*How to complete this task*: State how many lines in the entries below hold the string "fast", and give nothing besides that number.

━━━━━ Records to process

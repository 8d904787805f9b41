//! Batch entry points.
//!
//! [`run_batch`] renders every item and returns one [`ResultItem`] per input
//! item, in input order. What a failing item does to the run depends on
//! [`BatchConfig::continue_on_fail`]:
//!
//! * **continue** — the failure is recorded at the item's position and the
//!   batch keeps going; the outcome always has one entry per input.
//! * **fail-fast** — the earliest failure (by input position) is returned as
//!   [`KrokiError::ItemFailed`]. Items not yet started are never started;
//!   with `concurrency > 1`, later items already in flight are cancelled and
//!   their results discarded.
//!
//! With `concurrency > 1` several requests are in flight at once. Results are
//! written back by position, so ordering never depends on completion order.
//! Every [`InputItem::index`] must equal the item's position in the slice;
//! that index is what each result is paired with.

use crate::config::BatchConfig;
use crate::error::{ItemFailure, KrokiError};
use crate::output::{BatchOutcome, BatchStats, ResultItem};
use crate::pipeline::input::{InputItem, RawParameters};
use crate::pipeline::item;
use crate::pipeline::transport::{KrokiTransport, ReqwestTransport};
use futures::stream::{self, StreamExt};
use std::path::{Path, PathBuf};
use std::sync::Arc;
use std::time::Instant;
use tracing::{debug, info, warn};

/// Render a batch of items.
///
/// # Arguments
/// * `items`  — items in input order; `items[i].index` must be `i`
/// * `config` — failure policy, concurrency, transport and progress callback
///
/// # Returns
/// One [`ResultItem`] per input item, at the same position.
///
/// # Errors
/// - [`KrokiError::InvalidInput`] when an item's index differs from its
///   position (checked before any request is sent)
/// - [`KrokiError::ItemFailed`] in fail-fast mode, for the first failing item
///   by input position; the progress callback sees `on_batch_aborted`
/// - setup errors such as an HTTP client that could not be built
pub async fn run_batch(
    items: &[InputItem],
    config: &BatchConfig,
) -> Result<BatchOutcome, KrokiError> {
    let start = Instant::now();
    let total = items.len();
    info!(
        "Starting batch: {} items, concurrency {}, continue_on_fail={}",
        total, config.concurrency, config.continue_on_fail
    );

    check_positions(items)?;

    if let Some(ref cb) = config.progress_callback {
        cb.on_batch_start(total);
    }
    if items.is_empty() {
        if let Some(ref cb) = config.progress_callback {
            cb.on_batch_complete(0, 0);
        }
        return Ok(BatchOutcome::default());
    }

    let results = match collect(items, config).await {
        Ok(results) => results,
        Err(e) => {
            warn!("Batch aborted: {}", e);
            if let Some(ref cb) = config.progress_callback {
                cb.on_batch_aborted(total, &e.to_string());
            }
            return Err(e);
        }
    };

    let succeeded = results.iter().filter(|r| r.is_success()).count();
    let stats = BatchStats {
        total_items: total,
        succeeded,
        failed: total - succeeded,
        duration_ms: start.elapsed().as_millis() as u64,
    };

    info!(
        "Batch complete: {}/{} items rendered, {}ms",
        succeeded, total, stats.duration_ms
    );
    if let Some(ref cb) = config.progress_callback {
        cb.on_batch_complete(total, succeeded);
    }

    Ok(BatchOutcome {
        items: results,
        stats,
    })
}

/// Synchronous wrapper around [`run_batch`].
///
/// Creates a temporary tokio runtime internally; do not call from within an
/// async context.
pub fn run_batch_sync(
    items: &[InputItem],
    config: &BatchConfig,
) -> Result<BatchOutcome, KrokiError> {
    tokio::runtime::Runtime::new()
        .map_err(|e| KrokiError::Internal(format!("Failed to create tokio runtime: {}", e)))?
        .block_on(run_batch(items, config))
}

/// Render a single diagram; any failure is returned as an error.
///
/// The item is processed at index 0, so a failure surfaces as
/// `KrokiError::ItemFailed { index: 0, .. }`.
pub async fn render_one(
    params: RawParameters,
    config: &BatchConfig,
) -> Result<ResultItem, KrokiError> {
    let transport = resolve_transport(config)?;
    let item = InputItem::new(0, params);
    let result = item::process_item(&transport, &item, config.include_debug).await?;
    Ok(result)
}

/// Render a single diagram and write the decoded image to `output_path`.
///
/// Uses atomic write (temp file + rename) to prevent partial files. Returns
/// the number of bytes written.
pub async fn render_to_file(
    params: RawParameters,
    output_path: impl AsRef<Path>,
    config: &BatchConfig,
) -> Result<usize, KrokiError> {
    let result = render_one(params, config).await?;
    let bytes = decode_attachment(&result)?;
    write_atomic(output_path.as_ref(), &bytes).await?;
    Ok(bytes.len())
}

/// Write every successful item of `outcome` into `dir` as
/// `<index>-<fileName>`. Failed items are skipped.
pub async fn write_outcome(
    outcome: &BatchOutcome,
    dir: impl AsRef<Path>,
) -> Result<Vec<PathBuf>, KrokiError> {
    let dir = dir.as_ref();
    let mut written = Vec::new();

    for result in outcome.items.iter().filter(|r| r.is_success()) {
        let Some((_, attachment)) = result.attachment() else {
            continue;
        };
        let path = dir.join(format!("{}-{}", result.index(), attachment.file_name));
        let bytes = decode_attachment(result)?;
        write_atomic(&path, &bytes).await?;
        debug!("Wrote {} ({} bytes)", path.display(), bytes.len());
        written.push(path);
    }

    Ok(written)
}

// ── Internal helpers ─────────────────────────────────────────────────────

/// Results are paired by `InputItem::index` but placed by position; the two
/// must agree or `pairedItem` and output file names would point elsewhere.
fn check_positions(items: &[InputItem]) -> Result<(), KrokiError> {
    match items.iter().enumerate().find(|(pos, item)| item.index != *pos) {
        Some((pos, item)) => Err(KrokiError::InvalidInput {
            detail: format!(
                "item at position {pos} carries index {}; indices must match positions",
                item.index
            ),
        }),
        None => Ok(()),
    }
}

fn resolve_transport(config: &BatchConfig) -> Result<Arc<dyn KrokiTransport>, KrokiError> {
    if let Some(ref transport) = config.transport {
        return Ok(Arc::clone(transport));
    }
    Ok(Arc::new(ReqwestTransport::with_user_agent(&config.user_agent)?))
}

async fn collect(items: &[InputItem], config: &BatchConfig) -> Result<Vec<ResultItem>, KrokiError> {
    let transport = resolve_transport(config)?;
    if config.continue_on_fail {
        collect_all(&transport, items, config).await
    } else {
        collect_until_failure(&transport, items, config).await
    }
}

/// Process one item and fire the matching progress events.
async fn process_with_progress(
    transport: &Arc<dyn KrokiTransport>,
    item: &InputItem,
    total: usize,
    config: &BatchConfig,
) -> Result<ResultItem, ItemFailure> {
    if let Some(ref cb) = config.progress_callback {
        cb.on_item_start(item.index, total);
    }

    let result = item::process_item(transport, item, config.include_debug).await;

    match &result {
        Ok(r) => {
            debug!("Item {} rendered", item.index);
            if let Some(ref cb) = config.progress_callback {
                let encoded_len = r.attachment().map(|(_, a)| a.data.len()).unwrap_or(0);
                cb.on_item_complete(item.index, total, encoded_len);
            }
        }
        Err(f) => {
            warn!("Item {} failed: {}", f.index, f.error);
            if let Some(ref cb) = config.progress_callback {
                cb.on_item_error(f.index, total, &f.error.to_string());
            }
        }
    }
    result
}

/// Continue mode: every item runs; failures become failure records in place.
async fn collect_all(
    transport: &Arc<dyn KrokiTransport>,
    items: &[InputItem],
    config: &BatchConfig,
) -> Result<Vec<ResultItem>, KrokiError> {
    let total = items.len();
    let mut slots: Vec<Option<ResultItem>> = vec![None; total];

    let mut results = stream::iter(items.iter().enumerate().map(|(pos, item)| async move {
        let result = process_with_progress(transport, item, total, config).await;
        (pos, result)
    }))
    .buffer_unordered(config.concurrency);

    while let Some((pos, result)) = results.next().await {
        slots[pos] = Some(match result {
            Ok(r) => r,
            Err(f) => ResultItem::failure(f.index, &f.error),
        });
    }

    slots
        .into_iter()
        .enumerate()
        .map(|(pos, slot)| {
            slot.ok_or_else(|| KrokiError::Internal(format!("No result recorded for item {pos}")))
        })
        .collect()
}

/// Fail-fast mode: results are consumed in input order and the first failure
/// ends the run. Dropping the stream cancels anything still in flight, so
/// later items that were already started never report a result.
async fn collect_until_failure(
    transport: &Arc<dyn KrokiTransport>,
    items: &[InputItem],
    config: &BatchConfig,
) -> Result<Vec<ResultItem>, KrokiError> {
    let total = items.len();
    let mut out = Vec::with_capacity(total);

    let mut results = stream::iter(
        items
            .iter()
            .map(|item| process_with_progress(transport, item, total, config)),
    )
    .buffered(config.concurrency);

    while let Some(result) = results.next().await {
        out.push(result?);
    }
    Ok(out)
}

fn decode_attachment(result: &ResultItem) -> Result<Vec<u8>, KrokiError> {
    let (_, attachment) = result.attachment().ok_or_else(|| {
        KrokiError::Internal(format!("Item {} has no attachment", result.index()))
    })?;
    attachment.decode().map_err(|e| KrokiError::ItemFailed {
        index: result.index(),
        source: e,
    })
}

async fn write_atomic(path: &Path, bytes: &[u8]) -> Result<(), KrokiError> {
    let write_err = |source| KrokiError::OutputWriteFailed {
        path: path.to_path_buf(),
        source,
    };

    if let Some(parent) = path.parent().filter(|p| !p.as_os_str().is_empty()) {
        tokio::fs::create_dir_all(parent).await.map_err(write_err)?;
    }

    let mut tmp_name = path.as_os_str().to_owned();
    tmp_name.push(".tmp");
    let tmp_path = PathBuf::from(tmp_name);

    tokio::fs::write(&tmp_path, bytes).await.map_err(write_err)?;
    tokio::fs::rename(&tmp_path, path).await.map_err(write_err)?;
    Ok(())
}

━━━━━━━━━━

*Answer to the problem*: 3